If that were true it would not explain why most folders are not experiencing this problem and are returning successfully completed work units for P13000/1 every day.

It can be very frustrating when something like this happens but the reasons are usually found eventually. I agree with you in that until the source of the problem is determined it's probably better to suspend folding on that GPU temporarily while we gather more information. It may be something as simple as not having enough ram on that GPU ... 512MB is on the low side and depending on what other functions your GPU is trying to perform that may not leave enough for folding. Another area to look at is your Power Options ... are they set at maximum performance? ... have you disabled sleep and hibernation? ... have you disabled your screen saver? ... have you disabled the option that turns off your display? So many questions but no specific answers ... it can be frustrating for us too. :ewink:

Re: Project: 13000 (Run 399, Clone 0, Gen 14) BAD_WORK_UNIT

Posted: Sat May 03, 2014 5:21 pm
by P5-133XL
Project: 13001 (Run 202, Clone 4, Gen 15) -- Successfully completed by someone else.
Project: 13001 (Run 452, Clone 6, Gen 11) -- Successfully completed by someone else.
Project: 13000 (Run 976, Clone 4, Gen 9) -- Successfully completed by someone else.
Project: 13000 (Run 68, Clone 0, Gen 23) -- Several have attempted it but no one has completed it yet.
Project: 13000 (Run 1677, Clone 0, Gen 11) -- Several have attempted it but no one has completed it yet.
Project: 13000 (Run 776, Clone 0, Gen 8) -- Successfully completed by someone else.
Project: 13000 (Run 813, Clone 0, Gen 13) -- Only you and one other have tried and both failed.
Project: 13000 (Run 872, Clone 0, Gen 12) -- Several have attempted it but no one has completed it yet.
project:13001 run:121 clone:7 gen:11 -- Several have attempted it but no one has completed it yet.
project:13000 run:696 clone:3 gen:9 -- Several have attempted it but no one has completed it yet. Reported as a bad WU.
project:13000 run:1732 clone:0 gen:8 -- Only you and one other have tried and both failed.
project:13000 run:1238 clone:0 gen:10 -- Several have attempted it but no one has completed it yet. Reported as a bad WU.
project:13000 run:813 clone:1 gen:7 -- Several have attempted it but no one has completed it yet.
project:13000 run:720 clone:0 gen:12 -- Several have attempted it but no one has completed it yet.
project:13000 run:823 clone:0 gen:6 -- Several have attempted it but no one has completed it yet.
project:13001 run:163 clone:6 gen:16 -- Successfully completed by someone else.
project:13001 run:280 clone:2 gen:15 -- Successfully completed by someone else.
project:13001 run:181 clone:5 gen:9 -- Several have attempted it but no one has completed it yet.
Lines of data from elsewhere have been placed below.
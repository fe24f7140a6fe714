//! Capture importers.

pub mod har;
pub mod warning;

pub use har::{ExchangeSummary, HarImport, HarImporter, ImportError, summarize};
pub use warning::{EntryOutcome, ImportWarning};
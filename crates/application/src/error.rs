//! Application error types

use std::path::PathBuf;

use har2loli_domain::GenerateError;
use thiserror::Error;

use crate::ports::FileSystemError;

/// Application-level errors.
#[derive(Debug, Error)]
pub enum ApplicationError {
    /// Script generation failed.
    #[error("generation failed: {0}")]
    Generate(#[from] GenerateError),

    /// A file system operation failed.
    #[error("file system error: {0}")]
    FileSystem(#[from] FileSystemError),

    /// The target file exists and overwriting was not allowed.
    #[error("refusing to overwrite {}", .0.display())]
    AlreadyExists(PathBuf),

    /// An internal error occurred.
    #[error("internal error: {0}")]
    Internal(String),
}

/// Result type alias for application operations.
pub type ApplicationResult<T> = Result<T, ApplicationError>;
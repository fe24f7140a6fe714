//! Structural checks on generated scripts.

use har2loli_domain::ValidationResult;

/// Scanner position relative to `PARSE` lines.
///
/// Quote balance is not checked on `PARSE` lines: their patterns routinely
/// contain unescaped quotes.
#[derive(Debug, Clone, Copy, PartialEq, Eq)]
enum ScanState {
    Outside,
    InsideParse,
}

impl ScanState {
    fn next(self, line: &str) -> Self {
        let trimmed = line.trim_start();
        if trimmed.starts_with("PARSE") {
            Self::InsideParse
        } else if ["KEYCHECK", "REQUEST", "FUNCTION"]
            .iter()
            .any(|keyword| trimmed.starts_with(keyword))
        {
            Self::Outside
        } else {
            self
        }
    }
}

/// Validates the structure of a script.
///
/// Rejects empty scripts, unresolved `undefined` / `None` placeholders,
/// lines with an odd number of double quotes (outside `PARSE` spans and
/// `CONTENT` lines) and
/// `REQUEST` lines too short to carry a URL. Line numbers are 1-based.
#[must_use]
pub fn validate_script(script: &str) -> ValidationResult {
    if script.trim().is_empty() {
        return ValidationResult::from_errors(vec!["Script is empty.".to_string()]);
    }

    let mut errors = Vec::new();
    if script.contains("undefined") {
        errors.push("Script contains \"undefined\" values.".to_string());
    }
    if script.contains("None") {
        errors.push("Script contains \"None\" values.".to_string());
    }

    let mut state = ScanState::Outside;
    for (number, line) in script.lines().enumerate().map(|(i, l)| (i + 1, l)) {
        state = state.next(line);

        if state == ScanState::Outside
            && !line.contains("CONTENT")
            && line.matches('"').count() % 2 != 0
        {
            errors.push(format!("Line {number}: Unmatched quotes"));
        }

        let trimmed = line.trim();
        if trimmed.starts_with("REQUEST") && trimmed.chars().count() < 10 {
            errors.push(format!("Line {number}: Empty or invalid REQUEST block"));
        }
    }

    if !errors.is_empty() {
        tracing::debug!(errors = errors.len(), "script failed validation");
    }
    ValidationResult::from_errors(errors)
}
//! Compact listing of imported exchanges.

use har2loli_domain::Exchange;
use serde::Serialize;

const MAX_URL_CHARS: usize = 80;

/// One line of an exchange listing.
#[derive(Debug, Clone, PartialEq, Eq, Serialize)]
pub struct ExchangeSummary {
    /// Position in the capture, used to address the exchange in a project.
    pub index: usize,
    /// Request method as captured.
    pub method: String,
    /// Request URL, shortened for display.
    pub url: String,
    /// Captured response status.
    pub status: u16,
}

impl std::fmt::Display for ExchangeSummary {
    fn fmt(&self, f: &mut std::fmt::Formatter<'_>) -> std::fmt::Result {
        write!(
            f,
            "[{}] {:<7} {:>3}  {}",
            self.index, self.method, self.status, self.url
        )
    }
}

/// Summarizes exchanges for listing, truncating long URLs.
#[must_use]
pub fn summarize(exchanges: &[Exchange]) -> Vec<ExchangeSummary> {
    exchanges
        .iter()
        .enumerate()
        .map(|(index, exchange)| ExchangeSummary {
            index,
            method: exchange.request.method.clone(),
            url: truncate(&exchange.request.url),
            status: exchange.response.status,
        })
        .collect()
}

fn truncate(url: &str) -> String {
    if url.chars().count() > MAX_URL_CHARS {
        let mut short: String = url.chars().take(MAX_URL_CHARS - 3).collect();
        short.push_str("...");
        short
    } else {
        url.to_string()
    }
}

#[cfg(test)]
mod tests {
    use super::*;
    use har2loli_domain::{Request, Response};
    use pretty_assertions::assert_eq;

    #[test]
    fn test_summary_line() {
        let exchanges = vec![Exchange::new(
            Request::post("https://example.com/login"),
            Response::new(302),
        )];
        let summary = summarize(&exchanges);

        assert_eq!(summary[0].to_string(), "[0] POST    302  https://example.com/login");
    }

    #[test]
    fn test_long_url_truncated() {
        let url = format!("https://example.com/{}", "a".repeat(100));
        let summary = summarize(&[Exchange::new(Request::get(&url), Response::new(200))]);

        assert_eq!(summary[0].url.chars().count(), MAX_URL_CHARS);
        assert!(summary[0].url.ends_with("..."));
        assert!(url.starts_with(summary[0].url.trim_end_matches("...")));
    }

    #[test]
    fn test_exact_length_url_kept() {
        let url = format!("https://x/{}", "b".repeat(MAX_URL_CHARS - 10));
        let summary = summarize(&[Exchange::new(Request::get(&url), Response::new(200))]);
        assert_eq!(summary[0].url, url);
    }
}
//! File system port.

use std::future::Future;
use std::path::{Path, PathBuf};

/// Errors that can occur during file system operations.
#[derive(Debug, thiserror::Error)]
pub enum FileSystemError {
    /// The path does not exist.
    #[error("not found: {0}")]
    NotFound(PathBuf),

    /// Access to the path was denied.
    #[error("permission denied: {0}")]
    PermissionDenied(PathBuf),

    /// Any other I/O error.
    #[error("I/O error: {0}")]
    Io(#[from] std::io::Error),
}

/// Minimal async file system used to read inputs and write scripts.
pub trait FileSystem: Send + Sync {
    /// Reads a whole file as UTF-8 text.
    ///
    /// # Errors
    /// Returns `FileSystemError::NotFound` if the file does not exist.
    fn read_file_string(
        &self,
        path: &Path,
    ) -> impl Future<Output = Result<String, FileSystemError>> + Send;

    /// Writes a file, creating parent directories as needed.
    ///
    /// # Errors
    /// Returns an error if the file cannot be written.
    fn write_file(
        &self,
        path: &Path,
        contents: &[u8],
    ) -> impl Future<Output = Result<(), FileSystemError>> + Send;

    /// Returns true if the path exists.
    fn exists(&self, path: &Path) -> impl Future<Output = bool> + Send;
}
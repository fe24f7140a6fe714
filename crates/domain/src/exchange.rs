//! Captured request/response exchanges.

use serde::{Deserialize, Serialize};

use crate::request::Request;

/// The part of a captured response the generator cares about.
#[derive(Debug, Clone, Copy, PartialEq, Eq, Serialize, Deserialize, Default)]
pub struct Response {
    /// HTTP status code observed during capture
    #[serde(default)]
    pub status: u16,
}

impl Response {
    /// Creates a response with the given status.
    #[must_use]
    pub const fn new(status: u16) -> Self {
        Self { status }
    }

    /// Returns true for 2xx statuses.
    #[must_use]
    pub const fn is_success(self) -> bool {
        self.status >= 200 && self.status < 300
    }
}

/// One captured HTTP request/response pair.
///
/// Exchanges carry no identifier; they are addressed by their position in
/// the captured sequence.
#[derive(Debug, Clone, PartialEq, Eq, Serialize, Deserialize)]
pub struct Exchange {
    /// The captured request
    pub request: Request,
    /// The captured response
    #[serde(default)]
    pub response: Response,
}

impl Exchange {
    /// Creates an exchange.
    #[must_use]
    pub const fn new(request: Request, response: Response) -> Self {
        Self { request, response }
    }
}

#[cfg(test)]
mod tests {
    use super::*;

    #[test]
    fn test_success_range() {
        assert!(!Response::new(199).is_success());
        assert!(Response::new(200).is_success());
        assert!(Response::new(299).is_success());
        assert!(!Response::new(300).is_success());
    }
}
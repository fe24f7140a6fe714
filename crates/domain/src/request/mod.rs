//! Captured HTTP request types

mod body;
mod header;

pub use body::{BodyKind, RequestBody};
pub use header::Headers;

use indexmap::IndexMap;
use serde::{Deserialize, Serialize};

/// A request as captured in an exchange.
#[derive(Debug, Clone, PartialEq, Eq, Serialize, Deserialize)]
pub struct Request {
    /// Target URL
    pub url: String,
    /// HTTP method as captured (e.g. "GET", "POST")
    #[serde(default = "default_method")]
    pub method: String,
    /// Captured headers
    #[serde(default)]
    pub headers: Headers,
    /// Captured cookies, in capture order
    #[serde(default)]
    pub cookies: IndexMap<String, String>,
    /// Optional payload
    #[serde(default, skip_serializing_if = "Option::is_none")]
    pub body: Option<RequestBody>,
}

fn default_method() -> String {
    "GET".to_string()
}

impl Request {
    /// Creates a request with the given method and URL.
    #[must_use]
    pub fn new(method: impl Into<String>, url: impl Into<String>) -> Self {
        Self {
            url: url.into(),
            method: method.into(),
            headers: Headers::new(),
            cookies: IndexMap::new(),
            body: None,
        }
    }

    /// Creates a GET request with the given URL.
    #[must_use]
    pub fn get(url: impl Into<String>) -> Self {
        Self::new("GET", url)
    }

    /// Creates a POST request with the given URL.
    #[must_use]
    pub fn post(url: impl Into<String>) -> Self {
        Self::new("POST", url)
    }

    /// Adds a header.
    #[must_use]
    pub fn with_header(mut self, name: impl Into<String>, value: impl Into<String>) -> Self {
        self.headers.insert(name, value);
        self
    }

    /// Adds a cookie.
    #[must_use]
    pub fn with_cookie(mut self, name: impl Into<String>, value: impl Into<String>) -> Self {
        self.cookies.insert(name.into(), value.into());
        self
    }

    /// Sets the body.
    #[must_use]
    pub fn with_body(mut self, body: RequestBody) -> Self {
        self.body = Some(body);
        self
    }

    /// Returns the method upper-cased, the form used in emitted scripts.
    #[must_use]
    pub fn normalized_method(&self) -> String {
        self.method.trim().to_ascii_uppercase()
    }
}

#[cfg(test)]
#[allow(clippy::unwrap_used)]
mod tests {
    use super::*;
    use pretty_assertions::assert_eq;

    #[test]
    fn test_get_request() {
        let req = Request::get("https://api.example.com/users");
        assert_eq!(req.method, "GET");
        assert_eq!(req.url, "https://api.example.com/users");
        assert!(req.body.is_none());
    }

    #[test]
    fn test_normalized_method() {
        let req = Request::new("post ", "https://example.com");
        assert_eq!(req.normalized_method(), "POST");
    }

    #[test]
    fn test_deserialize_defaults() {
        let req: Request = serde_json::from_str(r#"{"url": "https://example.com"}"#).unwrap();
        assert_eq!(req.method, "GET");
        assert_eq!(req.headers, Headers::new());
        assert!(req.cookies.is_empty());
    }
}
Re: Project: 13000 (Run 399, Clone 0, Gen 14) BAD_WORK_UNIT

Posted: Sat May 03, 2014 5:36 pm
by kyleb
We are looking into the bad WU problem for p13000. I expect to be posting back early next week with a solution.

Re: Project: 13000 (Run 399, Clone 0, Gen 14) BAD_WORK_UNIT

Posted: Sat May 03, 2014 8:02 pm
by bruce
So apparently Kyleb is suggesting that there may be something that can be changed in P13000.

It seems like we're looking at a combination of two problems. From the results posted by P5-133XL above,

Six were successfully completed by someone else and twelve have failed at least one more time. In other words, 6/18=33% of the problems seem to be caused by something that mikepcap can change and 12/18=67% might be caused by something that kyleb can change. It's unlikely that either of you can prevent all errors, but I suggest that both of you need to change something.

Re: Project: 13000 (Run 399, Clone 0, Gen 14) BAD_WORK_UNIT

Posted: Sun May 04, 2014 2:26 am
by mikepcap
> It may be something as simple as not having enough ram on that GPU ... 512MB is on the low side and depending on what other functions your GPU is trying to perform that may not leave enough for folding.

Don't know about that. Looking at if it is possible to upgrade it.

>Another area to look at is your Power Options ... are they set at maximum performance? ...
Yep, re-confirmed

>have yo>u disabled sleep and hibernation? ...
Yep, re-confirmed

>have you disabled your screen saver? ...
Yep, re-confirmed

> have you disabled the option that turns off your display?
Yep, re-confirmed

Let me know if there any other settings I should check